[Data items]
Segment Open

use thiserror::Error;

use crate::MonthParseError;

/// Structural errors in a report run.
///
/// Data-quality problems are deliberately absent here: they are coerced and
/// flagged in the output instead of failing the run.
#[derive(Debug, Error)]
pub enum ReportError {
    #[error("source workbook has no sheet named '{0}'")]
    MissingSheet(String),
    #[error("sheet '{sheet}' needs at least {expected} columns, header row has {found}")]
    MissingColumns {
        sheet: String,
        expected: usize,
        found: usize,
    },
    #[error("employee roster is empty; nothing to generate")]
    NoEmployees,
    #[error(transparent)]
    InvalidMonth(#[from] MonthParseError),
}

Segment Closed
Segment Open

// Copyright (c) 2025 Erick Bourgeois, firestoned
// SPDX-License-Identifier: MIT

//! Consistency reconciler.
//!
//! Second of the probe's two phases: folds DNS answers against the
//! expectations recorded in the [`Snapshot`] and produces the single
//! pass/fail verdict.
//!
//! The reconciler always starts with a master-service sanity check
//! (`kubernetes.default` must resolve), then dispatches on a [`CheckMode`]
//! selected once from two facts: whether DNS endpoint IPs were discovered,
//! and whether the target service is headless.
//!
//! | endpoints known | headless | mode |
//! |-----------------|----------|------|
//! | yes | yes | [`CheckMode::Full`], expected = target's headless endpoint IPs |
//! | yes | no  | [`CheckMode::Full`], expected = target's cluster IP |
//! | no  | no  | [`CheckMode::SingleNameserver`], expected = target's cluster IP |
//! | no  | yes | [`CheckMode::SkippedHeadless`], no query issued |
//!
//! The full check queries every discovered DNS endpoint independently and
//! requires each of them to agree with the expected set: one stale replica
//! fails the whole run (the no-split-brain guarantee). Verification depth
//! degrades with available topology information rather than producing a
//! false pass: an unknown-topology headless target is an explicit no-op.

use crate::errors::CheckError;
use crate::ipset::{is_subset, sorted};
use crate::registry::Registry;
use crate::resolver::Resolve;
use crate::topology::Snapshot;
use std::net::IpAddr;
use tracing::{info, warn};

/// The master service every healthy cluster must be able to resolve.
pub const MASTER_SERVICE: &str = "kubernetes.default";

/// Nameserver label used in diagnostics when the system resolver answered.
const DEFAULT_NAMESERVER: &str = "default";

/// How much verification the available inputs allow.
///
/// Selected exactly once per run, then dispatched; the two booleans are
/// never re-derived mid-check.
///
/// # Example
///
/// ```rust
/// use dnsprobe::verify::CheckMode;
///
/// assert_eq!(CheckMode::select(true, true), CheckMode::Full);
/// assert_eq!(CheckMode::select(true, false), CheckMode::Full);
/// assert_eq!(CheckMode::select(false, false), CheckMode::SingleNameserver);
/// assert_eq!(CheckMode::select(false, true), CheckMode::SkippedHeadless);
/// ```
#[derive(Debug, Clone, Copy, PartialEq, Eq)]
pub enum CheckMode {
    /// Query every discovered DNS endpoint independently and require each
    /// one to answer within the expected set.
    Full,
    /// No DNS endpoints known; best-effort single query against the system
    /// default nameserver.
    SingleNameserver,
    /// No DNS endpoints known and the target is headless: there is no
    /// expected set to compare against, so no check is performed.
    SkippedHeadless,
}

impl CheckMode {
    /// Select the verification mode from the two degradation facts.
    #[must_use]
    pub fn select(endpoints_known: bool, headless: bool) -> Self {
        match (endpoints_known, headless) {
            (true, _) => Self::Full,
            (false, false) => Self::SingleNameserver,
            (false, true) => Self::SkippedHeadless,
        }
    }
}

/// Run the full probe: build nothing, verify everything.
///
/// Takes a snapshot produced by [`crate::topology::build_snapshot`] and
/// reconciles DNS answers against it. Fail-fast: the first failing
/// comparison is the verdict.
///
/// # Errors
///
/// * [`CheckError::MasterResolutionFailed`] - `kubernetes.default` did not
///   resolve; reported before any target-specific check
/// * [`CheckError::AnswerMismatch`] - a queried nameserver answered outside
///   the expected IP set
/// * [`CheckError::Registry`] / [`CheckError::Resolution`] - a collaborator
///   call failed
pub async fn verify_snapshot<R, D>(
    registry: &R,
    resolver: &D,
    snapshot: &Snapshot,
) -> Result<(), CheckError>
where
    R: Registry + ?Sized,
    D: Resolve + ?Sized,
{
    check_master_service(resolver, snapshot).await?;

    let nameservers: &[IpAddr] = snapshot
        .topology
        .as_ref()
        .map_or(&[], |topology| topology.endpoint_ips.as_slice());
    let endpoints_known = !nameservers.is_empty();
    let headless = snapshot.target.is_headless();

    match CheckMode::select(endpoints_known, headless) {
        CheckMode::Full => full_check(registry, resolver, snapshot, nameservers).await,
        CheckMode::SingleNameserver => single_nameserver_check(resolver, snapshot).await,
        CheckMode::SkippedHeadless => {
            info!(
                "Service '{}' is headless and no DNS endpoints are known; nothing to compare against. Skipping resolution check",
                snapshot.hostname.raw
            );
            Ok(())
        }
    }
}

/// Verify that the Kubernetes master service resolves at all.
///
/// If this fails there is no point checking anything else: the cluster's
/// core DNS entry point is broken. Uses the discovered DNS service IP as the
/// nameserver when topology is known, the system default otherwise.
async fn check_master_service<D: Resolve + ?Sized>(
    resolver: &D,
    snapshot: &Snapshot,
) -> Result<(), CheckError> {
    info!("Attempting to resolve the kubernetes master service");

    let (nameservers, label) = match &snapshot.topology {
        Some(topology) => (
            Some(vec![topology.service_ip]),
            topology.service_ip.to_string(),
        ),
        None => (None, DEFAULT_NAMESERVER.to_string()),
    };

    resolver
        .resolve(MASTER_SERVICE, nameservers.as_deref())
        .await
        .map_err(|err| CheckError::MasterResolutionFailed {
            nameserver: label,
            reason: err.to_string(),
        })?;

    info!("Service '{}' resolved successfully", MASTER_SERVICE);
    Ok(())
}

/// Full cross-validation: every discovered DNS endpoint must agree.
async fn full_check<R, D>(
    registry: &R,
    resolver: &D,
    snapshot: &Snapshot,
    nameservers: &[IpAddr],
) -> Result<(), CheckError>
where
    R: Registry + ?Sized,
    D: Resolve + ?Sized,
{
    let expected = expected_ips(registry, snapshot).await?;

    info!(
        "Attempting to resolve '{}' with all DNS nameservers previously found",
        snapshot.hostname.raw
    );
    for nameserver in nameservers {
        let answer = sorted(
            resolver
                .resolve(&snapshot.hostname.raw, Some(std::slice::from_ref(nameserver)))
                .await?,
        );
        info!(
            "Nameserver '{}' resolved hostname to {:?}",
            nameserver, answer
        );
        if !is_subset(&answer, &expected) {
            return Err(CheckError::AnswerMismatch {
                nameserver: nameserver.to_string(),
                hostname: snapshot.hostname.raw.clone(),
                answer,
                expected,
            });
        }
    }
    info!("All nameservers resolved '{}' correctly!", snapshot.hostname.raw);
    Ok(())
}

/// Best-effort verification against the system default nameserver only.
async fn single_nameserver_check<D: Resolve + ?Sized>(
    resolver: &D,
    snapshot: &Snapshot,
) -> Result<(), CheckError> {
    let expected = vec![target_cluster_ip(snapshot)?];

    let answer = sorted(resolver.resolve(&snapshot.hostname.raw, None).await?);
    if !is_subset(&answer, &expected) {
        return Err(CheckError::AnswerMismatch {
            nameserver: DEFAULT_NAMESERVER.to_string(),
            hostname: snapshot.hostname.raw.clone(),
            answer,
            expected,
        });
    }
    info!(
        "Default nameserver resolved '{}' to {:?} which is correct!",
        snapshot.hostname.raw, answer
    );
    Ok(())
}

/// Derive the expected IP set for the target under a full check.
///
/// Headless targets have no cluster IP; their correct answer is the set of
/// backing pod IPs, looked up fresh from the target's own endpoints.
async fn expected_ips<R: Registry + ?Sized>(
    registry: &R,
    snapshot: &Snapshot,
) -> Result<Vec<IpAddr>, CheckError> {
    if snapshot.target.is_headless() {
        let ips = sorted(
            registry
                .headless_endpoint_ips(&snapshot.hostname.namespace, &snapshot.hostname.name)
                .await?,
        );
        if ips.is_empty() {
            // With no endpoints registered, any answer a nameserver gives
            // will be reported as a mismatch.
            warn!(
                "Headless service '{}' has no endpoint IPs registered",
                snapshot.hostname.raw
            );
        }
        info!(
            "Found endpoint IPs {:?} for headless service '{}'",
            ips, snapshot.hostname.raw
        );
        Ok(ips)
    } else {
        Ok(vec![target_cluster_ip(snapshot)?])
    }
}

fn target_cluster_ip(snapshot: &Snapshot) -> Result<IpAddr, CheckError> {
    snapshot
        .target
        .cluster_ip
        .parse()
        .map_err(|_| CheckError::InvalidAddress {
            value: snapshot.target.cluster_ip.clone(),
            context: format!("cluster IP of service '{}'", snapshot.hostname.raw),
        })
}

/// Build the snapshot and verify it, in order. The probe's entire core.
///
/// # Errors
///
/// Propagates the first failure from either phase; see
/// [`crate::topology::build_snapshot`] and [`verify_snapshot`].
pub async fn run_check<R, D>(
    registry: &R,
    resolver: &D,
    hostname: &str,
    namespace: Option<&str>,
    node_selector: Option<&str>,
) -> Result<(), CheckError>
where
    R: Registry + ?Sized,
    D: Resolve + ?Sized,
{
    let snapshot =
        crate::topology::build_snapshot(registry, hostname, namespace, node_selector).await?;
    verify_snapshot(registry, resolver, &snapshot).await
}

Segment Closed
Segment Open

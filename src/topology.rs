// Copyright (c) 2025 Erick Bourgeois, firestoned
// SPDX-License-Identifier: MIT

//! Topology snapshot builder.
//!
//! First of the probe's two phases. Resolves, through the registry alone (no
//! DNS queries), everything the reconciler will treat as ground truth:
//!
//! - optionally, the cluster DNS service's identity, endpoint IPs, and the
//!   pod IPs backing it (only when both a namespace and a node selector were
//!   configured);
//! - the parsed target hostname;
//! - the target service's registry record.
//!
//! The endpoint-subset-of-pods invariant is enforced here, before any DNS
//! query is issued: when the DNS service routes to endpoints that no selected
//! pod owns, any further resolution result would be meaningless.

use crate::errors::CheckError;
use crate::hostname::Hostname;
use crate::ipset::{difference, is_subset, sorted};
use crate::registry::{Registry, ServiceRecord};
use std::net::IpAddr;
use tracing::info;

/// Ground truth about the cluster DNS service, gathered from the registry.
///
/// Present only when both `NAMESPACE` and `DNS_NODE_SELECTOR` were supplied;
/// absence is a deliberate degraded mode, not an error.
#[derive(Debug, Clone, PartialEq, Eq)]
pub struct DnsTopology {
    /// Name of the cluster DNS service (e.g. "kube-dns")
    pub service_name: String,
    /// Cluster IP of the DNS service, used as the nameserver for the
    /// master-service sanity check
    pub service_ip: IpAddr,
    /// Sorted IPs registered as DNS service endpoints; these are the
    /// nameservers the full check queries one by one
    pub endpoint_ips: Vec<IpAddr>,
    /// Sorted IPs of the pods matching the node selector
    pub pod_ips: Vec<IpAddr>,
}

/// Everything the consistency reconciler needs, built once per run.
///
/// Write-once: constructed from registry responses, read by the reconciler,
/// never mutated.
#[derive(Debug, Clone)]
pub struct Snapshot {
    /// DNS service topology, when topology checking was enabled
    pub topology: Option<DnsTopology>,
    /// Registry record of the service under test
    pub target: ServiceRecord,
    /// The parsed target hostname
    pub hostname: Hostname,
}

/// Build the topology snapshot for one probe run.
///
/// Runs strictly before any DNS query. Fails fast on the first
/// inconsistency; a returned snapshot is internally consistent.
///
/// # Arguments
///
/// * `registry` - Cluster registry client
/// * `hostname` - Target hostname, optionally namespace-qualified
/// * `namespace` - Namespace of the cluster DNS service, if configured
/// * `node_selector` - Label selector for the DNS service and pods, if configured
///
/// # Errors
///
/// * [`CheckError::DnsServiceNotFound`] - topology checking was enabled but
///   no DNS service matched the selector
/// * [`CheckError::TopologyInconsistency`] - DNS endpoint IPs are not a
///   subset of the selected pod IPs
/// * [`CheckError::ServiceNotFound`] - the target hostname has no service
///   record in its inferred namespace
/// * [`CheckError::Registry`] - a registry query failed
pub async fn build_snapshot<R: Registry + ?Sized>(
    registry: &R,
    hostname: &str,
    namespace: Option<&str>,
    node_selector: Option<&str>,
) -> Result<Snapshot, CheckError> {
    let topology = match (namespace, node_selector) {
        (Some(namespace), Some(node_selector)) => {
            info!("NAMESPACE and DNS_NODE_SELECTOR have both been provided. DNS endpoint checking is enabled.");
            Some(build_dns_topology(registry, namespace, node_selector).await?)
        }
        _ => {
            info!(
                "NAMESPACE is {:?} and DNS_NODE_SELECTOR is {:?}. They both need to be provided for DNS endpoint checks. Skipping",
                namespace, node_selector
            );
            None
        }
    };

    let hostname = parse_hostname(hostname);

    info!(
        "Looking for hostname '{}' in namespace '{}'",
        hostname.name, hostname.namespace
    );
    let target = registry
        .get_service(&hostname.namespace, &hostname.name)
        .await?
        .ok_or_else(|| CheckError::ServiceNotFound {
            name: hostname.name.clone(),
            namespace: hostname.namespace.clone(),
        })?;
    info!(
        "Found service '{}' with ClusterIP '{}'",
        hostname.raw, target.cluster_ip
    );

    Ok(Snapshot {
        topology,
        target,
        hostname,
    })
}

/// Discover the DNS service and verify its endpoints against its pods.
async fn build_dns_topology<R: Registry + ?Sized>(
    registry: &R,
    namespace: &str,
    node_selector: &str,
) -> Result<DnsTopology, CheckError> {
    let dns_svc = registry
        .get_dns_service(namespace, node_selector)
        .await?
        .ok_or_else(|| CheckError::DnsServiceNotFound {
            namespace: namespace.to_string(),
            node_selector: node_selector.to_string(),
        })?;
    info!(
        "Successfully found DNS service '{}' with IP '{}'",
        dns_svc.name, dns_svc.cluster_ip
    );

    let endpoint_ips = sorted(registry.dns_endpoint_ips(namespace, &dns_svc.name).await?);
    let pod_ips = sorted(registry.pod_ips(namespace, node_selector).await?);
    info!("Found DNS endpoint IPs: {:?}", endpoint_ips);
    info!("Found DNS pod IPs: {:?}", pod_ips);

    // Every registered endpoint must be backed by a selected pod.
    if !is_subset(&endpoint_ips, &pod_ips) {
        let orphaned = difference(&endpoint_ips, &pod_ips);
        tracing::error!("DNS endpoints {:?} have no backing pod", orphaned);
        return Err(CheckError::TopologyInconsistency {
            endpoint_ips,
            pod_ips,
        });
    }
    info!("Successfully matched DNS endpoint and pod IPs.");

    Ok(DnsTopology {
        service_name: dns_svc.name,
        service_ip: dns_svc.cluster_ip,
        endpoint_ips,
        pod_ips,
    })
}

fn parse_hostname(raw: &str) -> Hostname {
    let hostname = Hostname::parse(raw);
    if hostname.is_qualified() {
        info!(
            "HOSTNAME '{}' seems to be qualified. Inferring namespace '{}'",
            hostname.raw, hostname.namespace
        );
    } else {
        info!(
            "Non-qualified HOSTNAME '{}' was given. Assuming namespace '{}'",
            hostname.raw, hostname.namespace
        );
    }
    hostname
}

Segment Closed

Instructions for the task
Return, from the data, each line where the string "tracing" occurs.

Written answer
use tracing::{info, warn};
use tracing::info;
        tracing::error!("DNS endpoints {:?} have no backing pod", orphaned);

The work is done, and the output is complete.